Yes! You are correct in thinking that it sounds a lot like Tara Westover’s excellent Educated, with which it has not just a little in common. I’m a little surprised that it has not received nearly the same attention, though am I really? This is Childish Gambino’s America, is it not?
Anyway, there are strong parallels with Educated in how Sinclair’s life becomes an increasingly rigid and insular, religion and father-dominated world, as well as in the unusually talented children who find their own ways both because and in spite of their upbringing. How it makes them remarkable while at the same time tries to choke and restrain them. Alongside the story of her father-god, there’s also Sinclair’s loving portrait of her mother, who blooms at the center of this book in a near-mythical goodness, strength and omniscience but also surrenders herself and her children to the father’s punishing vision for his family. But this is also very much its own work, rooted in a family, country, and global history that gives context, critique and cover, especially for a father who is both the villain and the victim.
Plus, the writing. ThE WRiTinG! So, my embarrassing, dilettantish, but firmly-held quarrel with poetry has always been how ponderous and indulgent it is (also the way that people read poetry aloud with that POETRY VOICE you know you can hear it in your mind right now ugh no I’m not proud). But maybe now I’m a bit of a convert?**
Sinclair infuses every word of this memoir with a whirling, dancing lushness that feels so literary in places that you can forget you’re reading about this woman’s actual life. It’s quicksilver one moment, hot and destructive the next. It’s self-assured and rich (also a deviation from Educated where Westover writes with a sober plainness. There’s less of the “feral child makes good” quality and more of the “indomitable bloom triumphs.” Anyway lemme stop making comparisons because this is a book to be appreciated in its own right.)
My only critique is that the last act, as it were, feels a little rushed and under-explained.

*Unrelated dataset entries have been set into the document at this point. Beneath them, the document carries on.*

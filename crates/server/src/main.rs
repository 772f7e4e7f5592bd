mod bootstrap;
mod chat;
mod health;
mod webhook;

use std::time::Duration;

use anyhow::Result;
use axum::Router;
use glassdesk_core::config::{AppConfig, LoadOptions};
use glassdesk_db::SessionStore;
use tokio::sync::watch;
use tower_http::trace::TraceLayer;

use crate::bootstrap::Application;

const SESSION_SWEEP_INTERVAL: Duration = Duration::from_secs(15 * 60);

fn init_logging(config: &AppConfig) {
    use glassdesk_core::config::LogFormat::*;
    use tracing::Level;

    let log_level = config.logging.level.parse::<Level>().unwrap_or(Level::INFO);

    match config.logging.format {
        Compact => {
            tracing_subscriber::fmt().with_target(false).with_max_level(log_level).compact().init();
        }
        Pretty => {
            tracing_subscriber::fmt().with_target(false).with_max_level(log_level).pretty().init();
        }
        Json => {
            tracing_subscriber::fmt().with_target(false).with_max_level(log_level).json().init();
        }
    }
}

fn router(app: &Application) -> Router {
    health::router(app.store.clone())
        .merge(chat::router(app.orchestrator.clone()))
        .merge(webhook::router(app.dispatcher.clone(), app.config.whatsapp.verify_token.clone()))
        .layer(TraceLayer::new_for_http())
}

#[tokio::main]
async fn main() -> Result<()> {
    run().await
}

pub async fn run() -> Result<()> {
    // logging has to exist before bootstrap emits anything
    let config = AppConfig::load(LoadOptions::default())?;
    init_logging(&config);

    let app = bootstrap::bootstrap_with_config(config).await?;
    let address = format!("{}:{}", app.config.server.bind_address, app.config.server.port);
    let listener = tokio::net::TcpListener::bind(&address).await?;

    let (shutdown_tx, mut shutdown_rx) = watch::channel(false);
    let sweeper = spawn_session_sweeper(app.store.clone(), shutdown_tx.subscribe());
    let service = router(&app);
    let server = tokio::spawn(async move {
        axum::serve(listener, service)
            .with_graceful_shutdown(async move {
                let _ = shutdown_rx.changed().await;
            })
            .await
    });

    tracing::info!(
        event_name = "system.server.started",
        correlation_id = "bootstrap",
        session_key = "unknown",
        bind_address = %address,
        "glassdesk-server started"
    );
    wait_for_shutdown().await?;
    tracing::info!(
        event_name = "system.server.stopping",
        correlation_id = "shutdown",
        session_key = "unknown",
        grace_secs = app.config.server.graceful_shutdown_secs,
        "glassdesk-server stopping"
    );

    let _ = shutdown_tx.send(true);
    let grace = Duration::from_secs(app.config.server.graceful_shutdown_secs);
    match tokio::time::timeout(grace, server).await {
        Ok(joined) => joined??,
        Err(_) => tracing::warn!(
            event_name = "system.server.drain_timeout",
            correlation_id = "shutdown",
            session_key = "unknown",
            "in-flight requests did not drain before the grace period elapsed"
        ),
    }
    sweeper.abort();

    if let Some(pool) = &app.db_pool {
        pool.close().await;
    }
    Ok(())
}

fn spawn_session_sweeper(
    store: SessionStore,
    mut shutdown: watch::Receiver<bool>,
) -> tokio::task::JoinHandle<()> {
    tokio::spawn(async move {
        let mut ticker = tokio::time::interval(SESSION_SWEEP_INTERVAL);
        loop {
            tokio::select! {
                _ = ticker.tick() => {}
                _ = shutdown.changed() => break,
            }
            match store.purge_expired().await {
                Ok(0) => {}
                Ok(purged) => tracing::debug!(
                    event_name = "session.expired_purged",
                    correlation_id = "sweeper",
                    session_key = "unknown",
                    purged,
                    "expired sessions purged"
                ),
                Err(error) => tracing::warn!(
                    event_name = "session.purge_failed",
                    correlation_id = "sweeper",
                    session_key = "unknown",
                    error = %error,
                    "expired session purge failed"
                ),
            }
        }
    })
}

async fn wait_for_shutdown() -> Result<()> {
    tokio::signal::ctrl_c().await?;
    Ok(())
}

#[cfg(test)]
mod tests {
    use axum::body::Body;
    use axum::http::{Request, StatusCode};
    use glassdesk_core::config::{ConfigOverrides, LoadOptions};
    use tower::ServiceExt;

    use crate::bootstrap::bootstrap;
    use crate::router;

    #[tokio::test]
    async fn assembled_router_serves_health_chat_and_webhook() {
        let app = bootstrap(LoadOptions {
            overrides: ConfigOverrides {
                whatsapp_verify_token: Some("glass-verify".to_string()),
                ..ConfigOverrides::default()
            },
            ..LoadOptions::default()
        })
        .await
        .expect("bootstrap");
        let router = router(&app);

        let health = router
            .clone()
            .oneshot(Request::builder().uri("/health").body(Body::empty()).expect("request"))
            .await
            .expect("health");
        assert_eq!(health.status(), StatusCode::OK);

        let history = router
            .clone()
            .oneshot(
                Request::builder()
                    .uri("/api/v1/chat/history?user_id=someone")
                    .body(Body::empty())
                    .expect("request"),
            )
            .await
            .expect("history");
        assert_eq!(history.status(), StatusCode::OK);

        let verify = router
            .oneshot(
                Request::builder()
                    .uri("/webhook?hub.mode=subscribe&hub.verify_token=glass-verify&hub.challenge=42")
                    .body(Body::empty())
                    .expect("request"),
            )
            .await
            .expect("verify");
        assert_eq!(verify.status(), StatusCode::OK);
    }
}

For me, the lucidity and vibrancy of her childhood memories, of the fully-fleshed, sympathetic but unsparing portraits of her family in the early years become paler, more reserved, and more condensed in the later years - like maybe she hasn’t had as much time to reflect? That she feels more unresolved nuance as a grown woman? For me, it’s in conflict with the power of the overall work.
But that’s a small criticism in the face of such a spectacular memoir. Definitely read and recommend.
I’m starting off 2024 newsletters with a lower-lambie read. Yes, and? Find out what that means HERE.
2023 in the rearview mirror
On Friday I was driving to work and saw a Christmas tree on the curb and thought “CHRISTMAS? Like, from FOUR MONTHS AGO?” but anyway voila, ici we are.
My goal in 2023 was to read fewer books, to try to savor them more. I don’t know if I really did savor them, like, get off your high horse, Michiko Kakutani, geez. But I did read fewer than in 2022, so … half-check.
By the numbers: 118 books read! Mostly (82%) fiction! Mostly (70%) by women! Should I stop being so influenced by the Bookstagrammers and start expanding my reading aperture very slightly? Maybe I can be 70% fiction, 65% women in 2024? I mean, I could if men would start writing ROMCOMS. It’s not that hard, brosephs.
Do you have 2024 reading goals, friends? Is tracking your reading so OUT for 2024? Do you want one last chance to share your favorite book of 2023 with the class? (Newbies can see mine here and here.) Tell Mother all about it.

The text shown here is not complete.